Sul posto si sono subito recati per le indagini del caso gli agenti della Questura di Pescara, della Polizia Scientifica e dei Carabinieri.
Sono solo due gli oggetti rubati: un telefonino del neo City Manager, Stefano Ilari, e un registratore digitale al gruppo consigliare di Rifondazione Comunista.
La Scientifica sta ancora verificando se siano stati sottratti dei documenti.
«Gli ignoti si sarebbero recati nell'ufficio- si legge nel comunicato- del nuovo Direttore generale, Stefano Ilari, che stamane al proprio arrivo ha trovato gli sportelli di un armadio aperti (…) dove evidentemente gli ignoti hanno rovistato, lasciando a terra alcuni documenti».

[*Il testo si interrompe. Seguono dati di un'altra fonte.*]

use application::{ApplicationError, KeyValueStore};
use async_trait::async_trait;
use dashmap::DashMap;
use dashmap::mapref::entry::Entry;
use std::sync::Arc;
use std::sync::atomic::{AtomicBool, Ordering};
use tracing::{debug, instrument, warn};

/// Generic storage slots kept in memory, mirroring a contract's `getData`/`setData`.
///
/// Compare-and-swap is off by default, matching stores that only offer blind writes.
#[derive(Debug, Clone)]
pub struct InMemoryKeyValueStore {
    // Key -> raw value
    slots: Arc<DashMap<String, Vec<u8>>>,
    conditional_writes: bool,
    available: Arc<AtomicBool>,
}

impl Default for InMemoryKeyValueStore {
    fn default() -> Self {
        Self::new()
    }
}

impl InMemoryKeyValueStore {
    pub fn new() -> Self {
        Self {
            slots: Arc::new(DashMap::new()),
            conditional_writes: false,
            available: Arc::new(AtomicBool::new(true)),
        }
    }

    /// A store that also honours `compare_and_swap`.
    pub fn with_conditional_writes() -> Self {
        Self {
            conditional_writes: true,
            ..Self::new()
        }
    }

    /// Simulates the backing store going away (or coming back). Shared across clones.
    pub fn set_available(&self, available: bool) {
        self.available.store(available, Ordering::SeqCst);
    }

    pub fn len(&self) -> usize {
        self.slots.len()
    }

    pub fn is_empty(&self) -> bool {
        self.slots.is_empty()
    }

    fn ensure_available(&self, key: &str) -> Result<(), ApplicationError> {
        if self.available.load(Ordering::SeqCst) {
            Ok(())
        } else {
            warn!(key = %key, "In-memory store is marked unavailable");
            Err(ApplicationError::StoreUnavailable {
                key: key.to_string(),
                reason: "store is offline".to_string(),
            })
        }
    }
}

#[async_trait]
impl KeyValueStore for InMemoryKeyValueStore {
    #[instrument(skip(self))]
    async fn get(&self, key: &str) -> Result<Vec<u8>, ApplicationError> {
        self.ensure_available(key)?;
        let value = self
            .slots
            .get(key)
            .map(|value_ref| value_ref.value().clone())
            .unwrap_or_default();
        debug!(bytes = value.len(), "Read slot from in-memory store");
        Ok(value)
    }

    #[instrument(skip(self, value), fields(bytes = value.len()))]
    async fn set(&self, key: &str, value: &[u8]) -> Result<(), ApplicationError> {
        self.ensure_available(key)?;
        debug!("Writing slot to in-memory store");
        self.slots.insert(key.to_string(), value.to_vec());
        Ok(())
    }

    fn supports_compare_and_swap(&self) -> bool {
        self.conditional_writes
    }

    #[instrument(skip(self, expected, value), fields(bytes = value.len()))]
    async fn compare_and_swap(
        &self,
        key: &str,
        expected: &[u8],
        value: &[u8],
    ) -> Result<bool, ApplicationError> {
        if !self.conditional_writes {
            return Err(ApplicationError::Unsupported(format!(
                "compare-and-swap on key '{}'",
                key
            )));
        }
        self.ensure_available(key)?;
        // The entry guard holds the shard lock, so check and write are atomic.
        let swapped = match self.slots.entry(key.to_string()) {
            Entry::Occupied(mut occupied) => {
                if occupied.get().as_slice() == expected {
                    occupied.insert(value.to_vec());
                    true
                } else {
                    false
                }
            }
            Entry::Vacant(vacant) => {
                if expected.is_empty() {
                    vacant.insert(value.to_vec());
                    true
                } else {
                    false
                }
            }
        };
        debug!(swapped, "Compare-and-swap on in-memory store");
        Ok(swapped)
    }

    async fn is_available(&self) -> bool {
        self.available.load(Ordering::SeqCst)
    }
}

#[cfg(test)]
mod tests {
    use super::*;

    #[tokio::test]
    async fn absent_key_reads_empty() {
        let store = InMemoryKeyValueStore::new();
        assert!(store.get("record_keys").await.unwrap().is_empty());
        assert!(store.is_empty());
    }

    #[tokio::test]
    async fn set_overwrites() {
        let store = InMemoryKeyValueStore::new();
        store.set("k", b"one").await.unwrap();
        store.set("k", b"two").await.unwrap();
        assert_eq!(store.get("k").await.unwrap(), b"two".to_vec());
        assert_eq!(store.len(), 1);
    }

    #[tokio::test]
    async fn compare_and_swap_is_opt_in() {
        let store = InMemoryKeyValueStore::new();
        assert!(!store.supports_compare_and_swap());
        assert!(matches!(
            store.compare_and_swap("k", b"", b"v").await,
            Err(ApplicationError::Unsupported(_))
        ));
    }

    #[tokio::test]
    async fn compare_and_swap_only_writes_on_match() {
        let store = InMemoryKeyValueStore::with_conditional_writes();
        assert!(store.compare_and_swap("k", b"", b"v1").await.unwrap());
        assert!(!store.compare_and_swap("k", b"", b"v2").await.unwrap());
        assert!(!store.compare_and_swap("k", b"stale", b"v2").await.unwrap());
        assert!(store.compare_and_swap("k", b"v1", b"v2").await.unwrap());
        assert_eq!(store.get("k").await.unwrap(), b"v2".to_vec());
    }

    #[tokio::test]
    async fn offline_store_fails_reads_and_writes() {
        let store = InMemoryKeyValueStore::new();
        let clone = store.clone();
        store.set_available(false);
        assert!(!clone.is_available().await);
        assert!(matches!(
            clone.get("k").await,
            Err(ApplicationError::StoreUnavailable { .. })
        ));
        assert!(matches!(
            clone.set("k", b"v").await,
            Err(ApplicationError::StoreUnavailable { .. })
        ));
        store.set_available(true);
        assert!(clone.set("k", b"v").await.is_ok());
    }
}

Non sono state nel mirino degli ignoti le stanze del primo cittadino e della sua segreteria, che non presentano segni di effrazione.
Il mazzo di chiavi sarebbe stato abbandonato dinanzi alla sede del gruppo consiliare del Popolo della Libertà, al secondo piano.
A questo punto il mistero si infittisce.
I particolari aggiunti dal Comune evidenziano il fatto che gli ignoti conoscevano bene la posizione delle chiavi (hanno preso due mazzi in due posti diversi) e quali stanze aprivano.
Provare in poche ore tutte le toppe delle infinite stanze del Comune sarebbe stata un'impresa a dir poco ardua.
Ma molti dubbi rimangono, anche alla luce della versione del Comune.
Perché sfondare una porta aperta? E perché prendere delle chiavi per mettere semplicemente in disordine?
Perché scegliere il Comune- luogo insolito e sotto i riflettori- per rubare un cellulare ed un registratore digitale?
Cosa c'era qualcosa di più in quella stanza occupata da sole 24 ore dal nuovo City Manager?
Le risposte dovranno venire fuori dagli inquirenti.